■ **Assignment**
Report every line of the records below that contains the word "specific".

----------

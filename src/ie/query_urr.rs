// src/ie/query_urr.rs

//! Query URR Information Element.
//!
//! Per 3GPP TS 29.244 Section 8.2.77, the Query URR IE is used to request
//! usage reporting information for a specific URR (Usage Reporting Rule).

use crate::ie::urr_id::UrrId;
use crate::ie::{Ie, IeType};
use std::io;

/// Represents the Query URR IE.
///
/// This IE is used in Session Modification Request messages to query the
/// current usage reporting state for a specific URR without modifying it.
///
/// # Structure
///
/// - URR ID (mandatory) - Identifies the URR to query
///
/// # Examples
///
/// ```
/// use pfcp_core::ie::query_urr::QueryUrr;
/// use pfcp_core::ie::urr_id::UrrId;
///
/// // Create a Query URR IE
/// let urr_id = UrrId::new(1);
/// let query_urr = QueryUrr::new(urr_id);
///
/// // Marshal and unmarshal
/// let marshaled = query_urr.marshal();
/// let unmarshaled = QueryUrr::unmarshal(&marshaled).unwrap();
/// assert_eq!(unmarshaled, query_urr);
/// ```
#[derive(Debug, Clone, Copy, PartialEq, Eq)]
pub struct QueryUrr {
    /// URR ID (mandatory)
    pub urr_id: UrrId,
}

impl QueryUrr {
    /// Creates a new Query URR IE.
    ///
    /// # Arguments
    ///
    /// * `urr_id` - The URR identifier to query
    ///
    /// # Examples
    ///
    /// ```
    /// use pfcp_core::ie::query_urr::QueryUrr;
    /// use pfcp_core::ie::urr_id::UrrId;
    ///
    /// let urr_id = UrrId::new(5);
    /// let query_urr = QueryUrr::new(urr_id);
    /// assert_eq!(query_urr.urr_id.id, 5);
    /// ```
    pub fn new(urr_id: UrrId) -> Self {
        QueryUrr { urr_id }
    }

    /// Marshals the Query URR into a byte vector.
    ///
    /// The Query URR contains only the URR ID (4 bytes).
    pub fn marshal(&self) -> Vec<u8> {
        self.urr_id.marshal().to_vec()
    }

    /// Unmarshals a byte slice into a Query URR IE.
    ///
    /// # Arguments
    ///
    /// * `data` - The byte slice to unmarshal (must be 4 bytes for URR ID)
    ///
    /// # Returns
    ///
    /// Returns `Ok(QueryUrr)` on success, or an error if the data is invalid.
    ///
    /// # Errors
    ///
    /// Returns an error if:
    /// - The data is not exactly 4 bytes (URR ID length)
    pub fn unmarshal(data: &[u8]) -> Result<Self, io::Error> {
        Ok(QueryUrr {
            urr_id: UrrId::unmarshal(data)?,
        })
    }

    /// Wraps the Query URR in an IE.
    ///
    /// # Examples
    ///
    /// ```
    /// use pfcp_core::ie::query_urr::QueryUrr;
    /// use pfcp_core::ie::urr_id::UrrId;
    /// use pfcp_core::ie::IeType;
    ///
    /// let query_urr = QueryUrr::new(UrrId::new(10));
    /// let ie = query_urr.to_ie();
    /// assert_eq!(ie.ie_type, IeType::QueryUrr);
    /// ```
    pub fn to_ie(self) -> Ie {
        Ie::new(IeType::QueryUrr, self.marshal())
    }
}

----------

■ **Solved exercise**
//! usage reporting information for a specific URR (Usage Reporting Rule).
/// current usage reporting state for a specific URR without modifying it.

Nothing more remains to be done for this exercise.